**WHAT TO DO:**
Print each entry verbatim.

- - - - - - -

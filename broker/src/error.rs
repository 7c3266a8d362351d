use thiserror::Error;

#[derive(Debug, Error)]
pub enum BrokerError {
    #[error("transport error: {0}")]
    Transport(String),
    #[error("request timed out")]
    Timeout,
    #[error("media catalog returned not found")]
    NotFound,
    #[error("media catalog request failed: {0}")]
    MediaCatalog(String),
    #[error("serialization error: {0}")]
    Serde(#[from] serde_json::Error),
}

impl From<BrokerError> for economy_core::error::EconomyError {
    fn from(error: BrokerError) -> Self {
        economy_core::error::EconomyError::Collaborator(error.to_string())
    }
}

impl From<BrokerError> for economy_spend::SpendError {
    fn from(error: BrokerError) -> Self {
        tracing::warn!(%error, "collaborator call failed");
        economy_core::error::UserFacingError::Collaborator.into()
    }
}
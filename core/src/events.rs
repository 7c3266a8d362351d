//! Inbound event shapes consumed from the broker firehose (spec.md §6),
//! plus the orchestrator-level envelope that ties them to shutdown and
//! admin-command signals — the `EngineEvent` pattern from the ancestor
//! trading engine, generalised to chat/presence events instead of market
//! data.

use chrono::{DateTime, Utc};
use serde::{Deserialize, Serialize};

use crate::shutdown::Shutdown;

#[derive(Debug, Clone, PartialEq, Deserialize, Serialize)]
pub struct ChatMsgEvent {
    pub username: String,
    pub channel: String,
    pub message: String,
    pub timestamp: DateTime<Utc>,
    pub rank: Option<i64>,
}

#[derive(Debug, Clone, PartialEq, Deserialize, Serialize)]
pub struct PmEvent {
    pub username: String,
    pub channel: String,
    pub message: String,
    pub timestamp: DateTime<Utc>,
    pub rank: Option<i64>,
}

#[derive(Debug, Clone, PartialEq, Eq, Deserialize, Serialize)]
pub struct AddUserEvent {
    pub username: String,
    pub channel: String,
}

#[derive(Debug, Clone, PartialEq, Eq, Deserialize, Serialize)]
pub struct UserLeaveEvent {
    pub username: String,
    pub channel: String,
}

#[derive(Debug, Clone, PartialEq, Deserialize, Serialize)]
pub struct ChangeMediaEvent {
    pub channel: String,
    pub title: String,
    pub media_id: String,
    pub duration_seconds: i64,
    pub uid: String,
    pub timestamp: DateTime<Utc>,
}

#[derive(Debug, Clone, PartialEq, Eq, Deserialize, Serialize)]
pub struct SetAfkEvent {
    pub username: String,
    pub channel: String,
    pub afk: bool,
}

/// The full set of broker-delivered event kinds, plus the internal
/// shutdown signal. Exactly one `(channel)`-scoped writer task processes
/// these in delivery order per spec.md §5's single-writer-per-channel
/// discipline.
#[derive(Debug, Clone, PartialEq, Deserialize, Serialize)]
pub enum EconomyEvent {
    ChatMsg(ChatMsgEvent),
    Pm(PmEvent),
    AddUser(AddUserEvent),
    UserLeave(UserLeaveEvent),
    ChangeMedia(ChangeMediaEvent),
    SetAfk(SetAfkEvent),
    Shutdown(Shutdown),
}

impl EconomyEvent {
    /// The channel this event pertains to, used to route onto the
    /// channel-scoped writer task. `Shutdown` has no channel affinity.
    pub fn channel(&self) -> Option<&str> {
        match self {
            EconomyEvent::ChatMsg(e) => Some(&e.channel),
            EconomyEvent::Pm(e) => Some(&e.channel),
            EconomyEvent::AddUser(e) => Some(&e.channel),
            EconomyEvent::UserLeave(e) => Some(&e.channel),
            EconomyEvent::ChangeMedia(e) => Some(&e.channel),
            EconomyEvent::SetAfk(e) => Some(&e.channel),
            EconomyEvent::Shutdown(_) => None,
        }
    }

    pub fn is_terminal(&self) -> bool {
        matches!(self, EconomyEvent::Shutdown(_))
    }
}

- - - - - - -

**ANSWER TO THE EXERCISE:**
filename broker/src/error.rs
repository 7c3266a8d362351d
use thiserror::Error;

#[derive(Debug, Error)]
pub enum BrokerError {
    #[error("transport error: {0}")]
    Transport(String),
    #[error("request timed out")]
    Timeout,
    #[error("media catalog returned not found")]
    NotFound,
    #[error("media catalog request failed: {0}")]
    MediaCatalog(String),
    #[error("serialization error: {0}")]
    Serde(#[from] serde_json::Error),
}

impl From<BrokerError> for economy_core::error::EconomyError {
    fn from(error: BrokerError) -> Self {
        economy_core::error::EconomyError::Collaborator(error.to_string())
    }
}

impl From<BrokerError> for economy_spend::SpendError {
    fn from(error: BrokerError) -> Self {
        tracing::warn!(%error, "collaborator call failed");
        economy_core::error::UserFacingError::Collaborator.into()
    }
}
filename core/src/events.rs
repository 7c3266a8d362351d
//! Inbound event shapes consumed from the broker firehose (spec.md §6),
//! plus the orchestrator-level envelope that ties them to shutdown and
//! admin-command signals — the `EngineEvent` pattern from the ancestor
//! trading engine, generalised to chat/presence events instead of market
//! data.

use chrono::{DateTime, Utc};
use serde::{Deserialize, Serialize};

use crate::shutdown::Shutdown;

#[derive(Debug, Clone, PartialEq, Deserialize, Serialize)]
pub struct ChatMsgEvent {
    pub username: String,
    pub channel: String,
    pub message: String,
    pub timestamp: DateTime<Utc>,
    pub rank: Option<i64>,
}

#[derive(Debug, Clone, PartialEq, Deserialize, Serialize)]
pub struct PmEvent {
    pub username: String,
    pub channel: String,
    pub message: String,
    pub timestamp: DateTime<Utc>,
    pub rank: Option<i64>,
}

#[derive(Debug, Clone, PartialEq, Eq, Deserialize, Serialize)]
pub struct AddUserEvent {
    pub username: String,
    pub channel: String,
}

#[derive(Debug, Clone, PartialEq, Eq, Deserialize, Serialize)]
pub struct UserLeaveEvent {
    pub username: String,
    pub channel: String,
}

#[derive(Debug, Clone, PartialEq, Deserialize, Serialize)]
pub struct ChangeMediaEvent {
    pub channel: String,
    pub title: String,
    pub media_id: String,
    pub duration_seconds: i64,
    pub uid: String,
    pub timestamp: DateTime<Utc>,
}

#[derive(Debug, Clone, PartialEq, Eq, Deserialize, Serialize)]
pub struct SetAfkEvent {
    pub username: String,
    pub channel: String,
    pub afk: bool,
}

/// The full set of broker-delivered event kinds, plus the internal
/// shutdown signal. Exactly one `(channel)`-scoped writer task processes
/// these in delivery order per spec.md §5's single-writer-per-channel
/// discipline.
#[derive(Debug, Clone, PartialEq, Deserialize, Serialize)]
pub enum EconomyEvent {
    ChatMsg(ChatMsgEvent),
    Pm(PmEvent),
    AddUser(AddUserEvent),
    UserLeave(UserLeaveEvent),
    ChangeMedia(ChangeMediaEvent),
    SetAfk(SetAfkEvent),
    Shutdown(Shutdown),
}

impl EconomyEvent {
    /// The channel this event pertains to, used to route onto the
    /// channel-scoped writer task. `Shutdown` has no channel affinity.
    pub fn channel(&self) -> Option<&str> {
        match self {
            EconomyEvent::ChatMsg(e) => Some(&e.channel),
            EconomyEvent::Pm(e) => Some(&e.channel),
            EconomyEvent::AddUser(e) => Some(&e.channel),
            EconomyEvent::UserLeave(e) => Some(&e.channel),
            EconomyEvent::ChangeMedia(e) => Some(&e.channel),
            EconomyEvent::SetAfk(e) => Some(&e.channel),
            EconomyEvent::Shutdown(_) => None,
        }
    }

    pub fn is_terminal(&self) -> bool {
        matches!(self, EconomyEvent::Shutdown(_))
    }
}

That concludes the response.